Enjoy the Inferno...
BlackHumor Since: Jan, 2001
#521: Mar 4th 2011 at 2:58:19 PM

I don't think what is needed is "don't rape her" so much as "all sex without her consent is rape NOT just sex where you jump her in a dark alley". But that doesn't fit on a T-Shirt tongue.

Jordan Azor Ahai from Westeros Since: Jan, 2001
Azor Ahai
#522: Mar 4th 2011 at 3:01:26 PM

I don't know if all the ads in the article I linked to are helpful for that reason, but I agree with the article that it does kind of seem like whenever someone is raped, there's immediately an effort to look at what mistake they made that indicates they "deserved it". This doesn't necessarily automatically lead to leniency toward the rapist, although as the article shows it has in practice.

I'll join the chorus of saying that Shrimpus is either unclear about what steps/how many steps he thinks women should take, and while I'm not sure whether he believes this, it seems like he thinks every rape victim made a stupid mistake.

Hodor
Tongpu Since: Jan, 2001
#523: Mar 4th 2011 at 3:04:49 PM

[up][up]Check out that article Jordan linked to. I think the anti-rape poster there essentially fits what you're suggesting. The people who created it have other posters.
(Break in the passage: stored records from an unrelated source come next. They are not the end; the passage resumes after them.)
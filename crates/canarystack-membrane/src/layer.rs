//! Integrity layers as composable strategy objects.
//!
//! Each layer reacts to construction and to structural mutation, and can
//! validate a buffer against a live prefix length. A [`LayerSet`] holds the
//! layers enabled by a [`DiagnosticLevel`] in the fixed order
//! poison -> guard -> checksum: the checksum must see the final poison fill,
//! and validation reports the cheapest-to-explain violation first.

use serde::Serialize;
use thiserror::Error;

use crate::buffer::GuardedBuffer;
use crate::checksum::rolling_checksum;
use crate::config::DiagnosticLevel;
use crate::fault::StackFault;
use crate::guard::{GuardPair, GuardSide, GuardTarget};
use crate::poison::{self, POISON, PoisonFault};

/// Identifies a layer.
#[derive(Debug, Clone, Copy, PartialEq, Eq, Hash, Serialize)]
#[serde(rename_all = "lowercase")]
pub enum LayerKind {
    Poison,
    Guard,
    Checksum,
}

/// A violated integrity invariant.
#[derive(Debug, Clone, Copy, PartialEq, Error, Serialize)]
#[serde(tag = "kind", rename_all = "snake_case")]
pub enum Violation {
    #[error("size {size} exceeds capacity {capacity}")]
    SizeExceedsCapacity { size: usize, capacity: usize },
    #[error("buffer missing for active stack")]
    MissingBuffer,
    #[error("live slot {index} holds poison")]
    PoisonedLiveSlot { index: usize },
    #[error("unused slot {index} is not poisoned")]
    UnpoisonedFreeSlot { index: usize },
    #[error("{target:?} {side:?} guard is {found:#010x}, expected {expected:#010x}")]
    GuardMismatch {
        target: GuardTarget,
        side: GuardSide,
        expected: u32,
        found: u32,
    },
    #[error("stored checksum {stored:#018x} differs from computed {computed:#018x}")]
    ChecksumMismatch { stored: u64, computed: u64 },
}

impl Violation {
    /// Fault latched for this violation.
    #[must_use]
    pub const fn fault(&self) -> StackFault {
        StackFault::CorruptionDetected
    }

    /// Layer that observed the violation, `None` for bookkeeping checks.
    #[must_use]
    pub const fn layer(&self) -> Option<LayerKind> {
        match self {
            Self::SizeExceedsCapacity { .. } | Self::MissingBuffer => None,
            Self::PoisonedLiveSlot { .. } | Self::UnpoisonedFreeSlot { .. } => {
                Some(LayerKind::Poison)
            }
            Self::GuardMismatch { .. } => Some(LayerKind::Guard),
            Self::ChecksumMismatch { .. } => Some(LayerKind::Checksum),
        }
    }
}

impl From<PoisonFault> for Violation {
    fn from(fault: PoisonFault) -> Self {
        match fault {
            PoisonFault::PoisonedLive { index } => Self::PoisonedLiveSlot { index },
            PoisonFault::UnpoisonedFree { index } => Self::UnpoisonedFreeSlot { index },
        }
    }
}

/// A toggleable integrity check over a [`GuardedBuffer`].
pub trait IntegrityLayer: std::fmt::Debug {
    /// Which layer this is.
    fn kind(&self) -> LayerKind;

    /// Initialize a freshly allocated buffer holding `size` live slots.
    fn on_construct(&self, buffer: &mut GuardedBuffer, size: usize) {
        self.on_mutate(buffer, size);
    }

    /// Refresh after a structural change left `size` live slots.
    fn on_mutate(&self, buffer: &mut GuardedBuffer, size: usize);

    /// Check the buffer against `size` live slots.
    fn validate(&self, buffer: &GuardedBuffer, size: usize) -> Result<(), Violation>;
}

/// Poison fill over `[size, capacity)`.
#[derive(Debug, Default, Clone, Copy)]
pub struct PoisonLayer;

impl IntegrityLayer for PoisonLayer {
    fn kind(&self) -> LayerKind {
        LayerKind::Poison
    }

    fn on_mutate(&self, buffer: &mut GuardedBuffer, size: usize) {
        let capacity = buffer.capacity();
        buffer.fill_slots(size..capacity, POISON);
    }

    fn validate(&self, buffer: &GuardedBuffer, size: usize) -> Result<(), Violation> {
        for index in 0..buffer.capacity() {
            let value = buffer.slot(index).unwrap_or(POISON);
            if let Some(fault) = poison::classify(index, value, size) {
                return Err(fault.into());
            }
        }
        Ok(())
    }
}

/// Guard words around the numeric region.
#[derive(Debug, Clone, Copy)]
pub struct GuardLayer {
    pair: GuardPair,
}

impl Default for GuardLayer {
    fn default() -> Self {
        Self {
            pair: GuardPair::BUFFER,
        }
    }
}

impl IntegrityLayer for GuardLayer {
    fn kind(&self) -> LayerKind {
        LayerKind::Guard
    }

    fn on_mutate(&self, buffer: &mut GuardedBuffer, _size: usize) {
        buffer.write_guards(self.pair);
    }

    fn validate(&self, buffer: &GuardedBuffer, _size: usize) -> Result<(), Violation> {
        for side in [GuardSide::Left, GuardSide::Right] {
            let expected = self.pair.expected(side);
            let found = buffer.guard(side).unwrap_or(!expected);
            if found != expected {
                return Err(Violation::GuardMismatch {
                    target: GuardTarget::Buffer,
                    side,
                    expected,
                    found,
                });
            }
        }
        Ok(())
    }
}

/// Rolling checksum stored after the numeric region.
#[derive(Debug, Default, Clone, Copy)]
pub struct ChecksumLayer;

impl ChecksumLayer {
    /// Checksum the buffer should hold for `size` live slots.
    #[must_use]
    pub fn compute(buffer: &GuardedBuffer, size: usize) -> u64 {
        rolling_checksum(buffer.slot_bytes(), size, buffer.capacity())
    }
}

impl IntegrityLayer for ChecksumLayer {
    fn kind(&self) -> LayerKind {
        LayerKind::Checksum
    }

    fn on_mutate(&self, buffer: &mut GuardedBuffer, size: usize) {
        let value = Self::compute(buffer, size);
        buffer.store_checksum(value);
    }

    fn validate(&self, buffer: &GuardedBuffer, size: usize) -> Result<(), Violation> {
        let computed = Self::compute(buffer, size);
        let stored = buffer.stored_checksum().unwrap_or(!computed);
        if stored == computed {
            Ok(())
        } else {
            Err(Violation::ChecksumMismatch { stored, computed })
        }
    }
}

/// Ordered set of active layers.
#[derive(Debug, Default)]
pub struct LayerSet {
    layers: Vec<Box<dyn IntegrityLayer>>,
}

impl LayerSet {
    /// Layers enabled at `level`.
    #[must_use]
    pub fn for_level(level: DiagnosticLevel) -> Self {
        let mut layers: Vec<Box<dyn IntegrityLayer>> = Vec::with_capacity(3);
        if level.poison_enabled() {
            layers.push(Box::new(PoisonLayer));
        }
        if level.guards_enabled() {
            layers.push(Box::new(GuardLayer::default()));
        }
        if level.checksum_enabled() {
            layers.push(Box::new(ChecksumLayer));
        }
        Self { layers }
    }

    /// Active layer kinds, in application order.
    #[must_use]
    pub fn kinds(&self) -> Vec<LayerKind> {
        self.layers.iter().map(|layer| layer.kind()).collect()
    }

    /// Returns true if `kind` is active.
    #[must_use]
    pub fn contains(&self, kind: LayerKind) -> bool {
        self.layers.iter().any(|layer| layer.kind() == kind)
    }

    /// Returns true when no layer is active.
    #[must_use]
    pub fn is_empty(&self) -> bool {
        self.layers.is_empty()
    }

    /// Run every layer's construction hook.
    pub fn on_construct(&self, buffer: &mut GuardedBuffer, size: usize) {
        for layer in &self.layers {
            layer.on_construct(buffer, size);
        }
    }

    /// Run every layer's mutation hook.
    pub fn on_mutate(&self, buffer: &mut GuardedBuffer, size: usize) {
        for layer in &self.layers {
            layer.on_mutate(buffer, size);
        }
    }

    /// First violation reported by any layer.
    pub fn validate(&self, buffer: &GuardedBuffer, size: usize) -> Result<(), Violation> {
        self.validate_with(buffer, size, || Ok(()))
    }

    /// Like [`validate`](Self::validate), with `guard_check` run right after
    /// the guard layer and before the checksum. Skipped when no guard layer
    /// is active.
    pub fn validate_with<F>(
        &self,
        buffer: &GuardedBuffer,
        size: usize,
        mut guard_check: F,
    ) -> Result<(), Violation>
    where
        F: FnMut() -> Result<(), Violation>,
    {
        for layer in &self.layers {
            layer.validate(buffer, size)?;
            if layer.kind() == LayerKind::Guard {
                guard_check()?;
            }
        }
        Ok(())
    }
}

#[cfg(test)]
mod tests {
    use super::*;
    use crate::buffer::BufferLayout;

    fn fresh(level: DiagnosticLevel, capacity: usize) -> (LayerSet, GuardedBuffer) {
        let layers = LayerSet::for_level(level);
        let mut buffer = GuardedBuffer::allocate(BufferLayout::new(capacity, level), None).unwrap();
        layers.on_construct(&mut buffer, 0);
        (layers, buffer)
    }

    #[test]
    fn layer_sets_follow_level() {
        assert!(LayerSet::for_level(DiagnosticLevel::None).is_empty());
        assert_eq!(
            LayerSet::for_level(DiagnosticLevel::Level1).kinds(),
            vec![LayerKind::Poison]
        );
        assert_eq!(
            LayerSet::for_level(DiagnosticLevel::Level3).kinds(),
            vec![LayerKind::Poison, LayerKind::Guard, LayerKind::Checksum]
        );
    }

    #[test]
    fn fresh_buffer_validates_at_every_level() {
        for level in [
            DiagnosticLevel::None,
            DiagnosticLevel::Level1,
            DiagnosticLevel::Level2,
            DiagnosticLevel::Level3,
        ] {
            let (layers, buffer) = fresh(level, 4);
            assert_eq!(layers.validate(&buffer, 0), Ok(()), "level {level}");
        }
    }

    #[test]
    fn poison_layer_flags_stray_write() {
        let (layers, mut buffer) = fresh(DiagnosticLevel::Level1, 4);
        buffer.set_slot(3, 7.0);
        assert_eq!(
            layers.validate(&buffer, 0),
            Err(Violation::UnpoisonedFreeSlot { index: 3 })
        );
    }

    #[test]
    fn guard_layer_flags_overrun() {
        let (layers, mut buffer) = fresh(DiagnosticLevel::Level2, 4);
        let footer = buffer.layout().footer();
        buffer.raw_bytes_mut()[footer.start] ^= 0xFF;
        let err = layers.validate(&buffer, 0).unwrap_err();
        assert!(matches!(
            err,
            Violation::GuardMismatch {
                target: GuardTarget::Buffer,
                side: GuardSide::Right,
                ..
            }
        ));
        assert_eq!(err.layer(), Some(LayerKind::Guard));
    }

    #[test]
    fn guard_hook_runs_between_poison_and_checksum() {
        let struct_side = || {
            Err(Violation::GuardMismatch {
                target: GuardTarget::Struct,
                side: GuardSide::Left,
                expected: 1,
                found: 0,
            })
        };

        let (layers, buffer) = fresh(DiagnosticLevel::Level3, 4);
        assert!(matches!(
            layers.validate_with(&buffer, 0, struct_side),
            Err(Violation::GuardMismatch {
                target: GuardTarget::Struct,
                ..
            })
        ));

        let (layers, mut buffer) = fresh(DiagnosticLevel::Level3, 4);
        buffer.set_slot(2, 9.0);
        assert_eq!(
            layers.validate_with(&buffer, 0, struct_side),
            Err(Violation::UnpoisonedFreeSlot { index: 2 })
        );

        // No guard layer, no hook.
        let (layers, buffer) = fresh(DiagnosticLevel::Level1, 4);
        assert_eq!(layers.validate_with(&buffer, 0, struct_side), Ok(()));
    }

    #[test]
    fn checksum_layer_flags_in_range_flip() {
        let (layers, mut buffer) = fresh(DiagnosticLevel::Level3, 4);
        buffer.set_slot(0, 1.25);
        layers.on_mutate(&mut buffer, 1);
        assert_eq!(layers.validate(&buffer, 1), Ok(()));

        // Flip a mantissa bit: still a live, non-poison value.
        let start = buffer.layout().slots().start;
        buffer.raw_bytes_mut()[start] ^= 0x01;
        let err = layers.validate(&buffer, 1).unwrap_err();
        assert_eq!(err.layer(), Some(LayerKind::Checksum));
        assert_eq!(err.fault(), StackFault::CorruptionDetected);
    }

    #[test]
    fn violation_serializes_with_kind_tag() {
        let json = serde_json::to_value(Violation::PoisonedLiveSlot { index: 2 }).unwrap();
        assert_eq!(json["kind"], "poisoned_live_slot");
        assert_eq!(json["index"], 2);
    }
}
shimaspawn from Here and Now Since: May, 2010 Relationship Status: In your bunk
#524: Mar 4th 2011 at 3:10:30 PM

Hmm, from reading all of these it seems like Shrimpus is giving horrible advice.

Research is telling us that targeting the behavior of victims is not only ineffective, but also contributes to how much they blame themselves after the assault.

So we should be doing the exact opposite of what he's suggesting according to research on the subject. Targeting the victim's behaviour as he suggests apparently makes things worse.

Reality is that, which when you stop believing in it, doesn't go away. -Philip K. Dick
BlackHumor Since: Jan, 2001
#525: Mar 4th 2011 at 3:19:59 PM

Unfortunately it doesn't actually seem to link to any of that research, which makes it just an assertion and so useless.